I recently heard a report about the astonishing increase in crime in Japan, and the fact that a significant amount of crime is being committed by the disaffected elderly. Appar-ently Japan has been experiencing a long and steady economic decline that perhaps some of us have only become aware of given the global depression now upon us.

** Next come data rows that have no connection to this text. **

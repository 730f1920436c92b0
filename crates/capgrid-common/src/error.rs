//! Error types shared by the key codec and the grid description.
//!
//! - **`KeyError`**   : a cell key that does not decode (engine bug, never user input)
//! - **`PeriodError`**: a `YYYYMM` id that does not name a calendar month
//! - **`ModelError`** : a matrix description that violates key uniqueness
//!
//! Malformed *numeric* input is deliberately absent from this list: the
//! resolver folds it into "no contribution" instead of failing.

use std::fmt;

use thiserror::Error;

use crate::PeriodId;

/// Why a key failed to decode.
#[derive(Debug, Copy, Clone, PartialEq, Eq, Hash)]
pub enum MalformedReason {
    /// The key did not split into exactly three `|`-separated parts.
    PartCount(usize),
    /// The middle part is not an integer.
    PeriodNotInteger,
}

impl fmt::Display for MalformedReason {
    fn fmt(&self, f: &mut fmt::Formatter<'_>) -> fmt::Result {
        match self {
            Self::PartCount(n) => write!(f, "expected 3 parts, found {n}"),
            Self::PeriodNotInteger => f.write_str("period id is not an integer"),
        }
    }
}

#[derive(Debug, Clone, PartialEq, Eq, Error)]
pub enum KeyError {
    #[error("malformed cell key `{key}`: {reason}")]
    MalformedKey { key: String, reason: MalformedReason },
}

impl KeyError {
    pub(crate) fn malformed(key: &str, reason: MalformedReason) -> Self {
        Self::MalformedKey {
            key: key.to_owned(),
            reason,
        }
    }
}

#[derive(Debug, Clone, PartialEq, Eq, Error)]
pub enum PeriodError {
    #[error("period id {0} is not a valid YYYYMM month")]
    InvalidId(PeriodId),
}

#[derive(Debug, Clone, PartialEq, Eq, Error)]
pub enum ModelError {
    #[error("period {0} appears more than once")]
    DuplicatePeriod(PeriodId),
    #[error("entity `{0}` appears more than once")]
    DuplicateEntity(String),
    #[error("code `{0}` contains the key separator `|`")]
    SeparatorInCode(String),
    #[error("column `{0}` appears more than once")]
    DuplicateColumn(String),
    #[error(transparent)]
    Period(#[from] PeriodError),
}
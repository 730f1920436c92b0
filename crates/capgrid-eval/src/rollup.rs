//! Row, day and project rollups over a [`MatrixModel`], plus the
//! earned-value weighted progress rollup.

use capgrid_common::{
    Column, Entity, PercentScale, PeriodId, RollupPolicy, encode, is_present, parse_lenient,
};

#[cfg(feature = "serde")]
use serde::{Deserialize, Serialize};

use crate::aggregate::{average, last_non_empty, ratio_of_sums, sum, weighted_average};
use crate::{CellValueResolver, GridConfig, MatrixModel};

/// A row of raw cell text addressed by column key.
///
/// Matrix cells (one entity in one period) and merged shift rows both
/// implement this, so column policies are applied the same way to both.
pub trait Record {
    fn raw(&self, column: &str) -> Option<&str>;

    /// The aggregation view of a field: `None` when not entered.
    fn present(&self, column: &str) -> Option<f64> {
        let raw = self.raw(column);
        is_present(raw).then(|| raw.and_then(parse_lenient).unwrap_or(0.0))
    }
}

/// Apply `column`'s rollup policy across `records`.
///
/// The result is in the column's stored unit: a `RatioOf` total on a
/// percentage column is scaled by `scale`.
pub fn total_over<R: Record>(records: &[R], column: &Column, scale: PercentScale) -> Option<f64> {
    let key = column.key.as_str();
    match &column.rollup {
        RollupPolicy::Sum => Some(sum(records.iter().map(|r| r.present(key)))),
        RollupPolicy::Average => average(records.iter().map(|r| r.present(key))),
        RollupPolicy::WeightedBy { weight } => weighted_average(
            records
                .iter()
                .map(|r| (r.present(key), r.present(weight))),
        ),
        RollupPolicy::RatioOf {
            numerator,
            denominator,
        } => ratio_of_sums(
            records
                .iter()
                .map(|r| (r.present(numerator), r.present(denominator))),
        )
        .map(|fraction| column.from_fraction(fraction, scale)),
        RollupPolicy::LastNonEmpty => Some(last_non_empty(records.iter().map(|r| r.present(key)))),
    }
}

/// One entity in one period of a matrix.
#[derive(Debug, Clone, Copy)]
pub struct CellRecord<'a> {
    resolver: CellValueResolver<'a>,
    entity: &'a str,
    period: PeriodId,
}

impl Record for CellRecord<'_> {
    fn raw(&self, column: &str) -> Option<&str> {
        self.resolver.raw(&encode(self.entity, self.period, column))
    }
}

#[cfg_attr(feature = "serde", derive(Serialize, Deserialize))]
#[derive(Debug, Clone, PartialEq)]
pub struct ColumnTotal {
    pub key: String,
    /// `None` when the policy is undefined for the group (no weight, no feed).
    pub value: Option<f64>,
}

/// Which pool produced an earned-value rollup.
#[cfg_attr(feature = "serde", derive(Serialize, Deserialize))]
#[cfg_attr(feature = "serde", serde(rename_all = "snake_case"))]
#[derive(Debug, Copy, Clone, PartialEq, Eq, Hash)]
pub enum ProgressBasis {
    /// Budget-weighted mean over entities with a positive budget.
    BudgetWeighted,
    /// Plain mean over unbudgeted entities; no entity had a budget.
    Unweighted,
    /// No entity in either pool.
    Empty,
}

/// Per-entity input of the earned-value rollup.
#[derive(Debug, Copy, Clone, PartialEq)]
pub struct ProgressInput {
    pub ev: f64,
    pub budget: f64,
}

#[cfg_attr(feature = "serde", derive(Serialize, Deserialize))]
#[derive(Debug, Clone, PartialEq)]
pub struct ProgressRollup {
    pub value: f64,
    pub basis: ProgressBasis,
    pub weighted_entities: usize,
    pub unweighted_entities: usize,
    /// Entities with a negative budget; in neither pool.
    pub excluded_entities: usize,
}

/// Two-tier earned-value rollup.
///
/// Entities with `budget > 0` form the weighted pool, entities with
/// `budget == 0` the unweighted pool. A non-empty weighted pool decides the
/// result alone; unbudgeted entities never enter it as weight zero. Only when
/// nothing is budgeted does the plain mean of the unweighted pool apply.
pub fn weighted_progress<I>(inputs: I) -> ProgressRollup
where
    I: IntoIterator<Item = ProgressInput>,
{
    let mut weighted_sum = 0.0;
    let mut budget_sum = 0.0;
    let mut weighted_entities = 0;
    let mut plain_sum = 0.0;
    let mut unweighted_entities = 0;
    let mut excluded_entities = 0;

    for ProgressInput { ev, budget } in inputs {
        if budget > 0.0 {
            weighted_sum += ev * budget;
            budget_sum += budget;
            weighted_entities += 1;
        } else if budget == 0.0 {
            plain_sum += ev;
            unweighted_entities += 1;
        } else {
            excluded_entities += 1;
        }
    }

    let (value, basis) = if weighted_entities > 0 {
        (weighted_sum / budget_sum, ProgressBasis::BudgetWeighted)
    } else if unweighted_entities > 0 {
        (
            plain_sum / unweighted_entities as f64,
            ProgressBasis::Unweighted,
        )
    } else {
        (0.0, ProgressBasis::Empty)
    };

    ProgressRollup {
        value,
        basis,
        weighted_entities,
        unweighted_entities,
        excluded_entities,
    }
}

/// Rollup calculator bound to one matrix and one pair of value snapshots.
#[derive(Debug, Clone, Copy)]
pub struct Rollups<'a> {
    model: &'a MatrixModel,
    resolver: CellValueResolver<'a>,
    config: &'a GridConfig,
}

impl<'a> Rollups<'a> {
    pub fn new(
        model: &'a MatrixModel,
        resolver: CellValueResolver<'a>,
        config: &'a GridConfig,
    ) -> Self {
        Self {
            model,
            resolver,
            config,
        }
    }

    pub fn model(&self) -> &'a MatrixModel {
        self.model
    }

    /// SUM of one entity's cells in `column` across every period.
    pub fn row_total(&self, entity: &str, column: &str) -> f64 {
        sum(self
            .model
            .periods()
            .iter()
            .map(|p| self.resolver.cell(entity, p.id, column)))
    }

    /// Latest entered value of a cumulative column for one entity.
    pub fn row_current(&self, entity: &str, column: &str) -> f64 {
        self.resolver
            .last_non_empty_in_period_order(entity, column, self.model.periods())
    }

    /// Sum of an entity's budget across every budget class and period.
    pub fn entity_budget(&self, entity: &str) -> f64 {
        self.config
            .budget_columns
            .iter()
            .fold(0.0, |acc, column| acc + self.row_total(entity, column))
    }

    /// Weight of an entity in progress rollups: the row total of its
    /// `weight_hint` column when it has one, its budget otherwise.
    pub fn entity_weight(&self, entity: &Entity) -> f64 {
        match entity.weight_hint.as_deref() {
            Some(hint) => self.row_total(&entity.code, hint),
            None => self.entity_budget(&entity.code),
        }
    }

    fn records(&self) -> Vec<CellRecord<'a>> {
        let mut records =
            Vec::with_capacity(self.model.entities().len() * self.model.periods().len());
        for p in self.model.periods() {
            for e in self.model.entities() {
                records.push(CellRecord {
                    resolver: self.resolver,
                    entity: e.code.as_str(),
                    period: p.id,
                });
            }
        }
        records
    }

    /// Project total of a column, across every entity and period in scope.
    ///
    /// Uses the column's rollup policy. Cumulative (`LastNonEmpty`) columns
    /// take each entity's current value and combine them with
    /// [`weighted_progress`] using [`Self::entity_weight`] from these same
    /// maps, so the EV column total equals
    /// `self.earned_value_progress(self).value`.
    pub fn column_total(&self, column_key: &str) -> Option<f64> {
        #[cfg(feature = "tracing")]
        let _span = tracing::info_span!("column_total", column = column_key).entered();

        let column = self.lookup_column(column_key);
        if column.rollup == RollupPolicy::LastNonEmpty {
            return Some(self.cumulative_progress(column_key, self).value);
        }
        total_over(&self.records(), &column, self.config.percent_scale)
    }

    /// Total of a column within a single period, across every entity.
    pub fn day_total(&self, column_key: &str, period: PeriodId) -> Option<f64> {
        let scoped = self.model.period_scope(period, period);
        Rollups::new(&scoped, self.resolver, self.config).column_total(column_key)
    }

    /// Totals for every active column of the view.
    pub fn column_totals(&self) -> Vec<ColumnTotal> {
        self.model
            .columns()
            .iter()
            .map(|c| ColumnTotal {
                key: c.key.clone(),
                value: self.column_total(&c.key),
            })
            .collect()
    }

    /// Project actual cost: plain SUM of the AC column, no weighting.
    pub fn actual_cost_total(&self) -> f64 {
        let key = self.config.actual_cost_column.as_str();
        sum(self.records().iter().map(|r| r.present(key)))
    }

    /// Earned-value progress of this (progress) matrix, weighting each entity
    /// by [`Self::entity_weight`] evaluated on `budget`, which may be a
    /// different matrix over the same entity codes.
    pub fn earned_value_progress(&self, budget: &Rollups<'_>) -> ProgressRollup {
        #[cfg(feature = "tracing")]
        let _span = tracing::info_span!(
            "earned_value_progress",
            entities = self.model.entities().len()
        )
        .entered();

        let rollup = self.cumulative_progress(&self.config.ev_column, budget);

        #[cfg(feature = "tracing")]
        tracing::debug!(
            value = rollup.value,
            basis = ?rollup.basis,
            weighted = rollup.weighted_entities,
            unweighted = rollup.unweighted_entities,
            "earned value rollup"
        );
        rollup
    }

    fn cumulative_progress(&self, column_key: &str, weights: &Rollups<'_>) -> ProgressRollup {
        weighted_progress(self.model.entities().iter().map(|e| ProgressInput {
            ev: self.row_current(&e.code, column_key),
            budget: weights.entity_weight(e),
        }))
    }

    /// Active column by key, or an additive money column for keys the view
    /// does not expose (e.g. a budget class hidden by the toggle).
    fn lookup_column(&self, key: &str) -> Column {
        self.model
            .column(key)
            .cloned()
            .unwrap_or_else(|| Column::money(key))
    }
}

#[cfg(test)]
mod tests {
    use super::*;

    fn inputs(rows: &[(f64, f64)]) -> Vec<ProgressInput> {
        rows.iter()
            .map(|&(ev, budget)| ProgressInput { ev, budget })
            .collect()
    }

    #[test]
    fn unbudgeted_entities_do_not_dilute_weighted_progress() {
        let rollup = weighted_progress(inputs(&[(50.0, 1000.0), (80.0, 0.0), (20.0, 3000.0)]));
        assert!((rollup.value - 27.5).abs() < 1e-9);
        assert_eq!(rollup.basis, ProgressBasis::BudgetWeighted);
        assert_eq!(rollup.weighted_entities, 2);
        assert_eq!(rollup.unweighted_entities, 1);
    }

    #[test]
    fn falls_back_to_plain_mean_without_budgets() {
        let rollup = weighted_progress(inputs(&[(80.0, 0.0), (20.0, 0.0)]));
        assert_eq!(rollup.value, 50.0);
        assert_eq!(rollup.basis, ProgressBasis::Unweighted);
    }

    #[test]
    fn empty_pools_yield_zero() {
        let rollup = weighted_progress(Vec::new());
        assert_eq!(rollup.value, 0.0);
        assert_eq!(rollup.basis, ProgressBasis::Empty);
    }

    #[test]
    fn negative_budgets_are_excluded() {
        let rollup = weighted_progress(inputs(&[(10.0, -500.0), (40.0, 0.0)]));
        assert_eq!(rollup.value, 40.0);
        assert_eq!(rollup.excluded_entities, 1);
    }

    struct Row(Vec<(&'static str, &'static str)>);

    impl Record for Row {
        fn raw(&self, column: &str) -> Option<&str> {
            self.0.iter().find(|(k, _)| *k == column).map(|(_, v)| *v)
        }
    }

    #[test]
    fn recovery_total_is_ratio_of_sums_in_stored_scale() {
        let rows = vec![
            Row(vec![("PROD", "10"), ("FED", "100")]),
            Row(vec![("PROD", "9"), ("FED", "50")]),
        ];
        let rec = Column::ratio_of("REC", capgrid_common::ValueKind::Percentage, "PROD", "FED");
        let total = total_over(&rows, &rec, PercentScale::Hundred).unwrap();
        assert!((total - 1900.0 / 150.0).abs() < 1e-9);
        let fraction = total_over(&rows, &rec, PercentScale::Fraction).unwrap();
        assert!((fraction - 19.0 / 150.0).abs() < 1e-9);
    }

    #[test]
    fn record_presence_distinguishes_blank_from_zero() {
        let rows = vec![Row(vec![("X", "")]), Row(vec![("X", "0")]), Row(vec![])];
        let avg = Column::new("X", capgrid_common::ValueKind::Ratio);
        assert_eq!(total_over(&rows, &avg, PercentScale::Hundred), Some(0.0));
        let sum_col = Column::money("X");
        assert_eq!(total_over(&rows, &sum_col, PercentScale::Hundred), Some(0.0));
        let none = vec![Row(vec![("X", "")])];
        assert_eq!(total_over(&none, &avg, PercentScale::Hundred), None);
    }
}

The effects of this decline is the topic taken up in TOKYO SONATA, Kiyoshi Kurosa-wa’s distressingly superb CANNES Jury Prize winner. Like the equally brilliant, TIME-OUT, by French director Laurent Cantet (THE CLASS), this film concerns itself with the dilemma faced by the middle management man, who finds himself suddenly and inexplicably downsized. In this case, we have a patriarch, Ryuhei Sasaki (Teruyuki Kagawa) who has worked his way up to a vague supervisory position at a big corporation that's decided to outsource to China. Like many a cinematic and real life worker bee hero, he is overwhelmed with shame at the fact of his sudden unemployment, deceiving his family by dressing up and going to work every day. This increasingly dysfunctional family consists of his wife Megumi (Kyoko Koizumi), teenage son Takashi (Yu Koyanagi) and surprise piano prodigy Kenji (Kai Inowaki).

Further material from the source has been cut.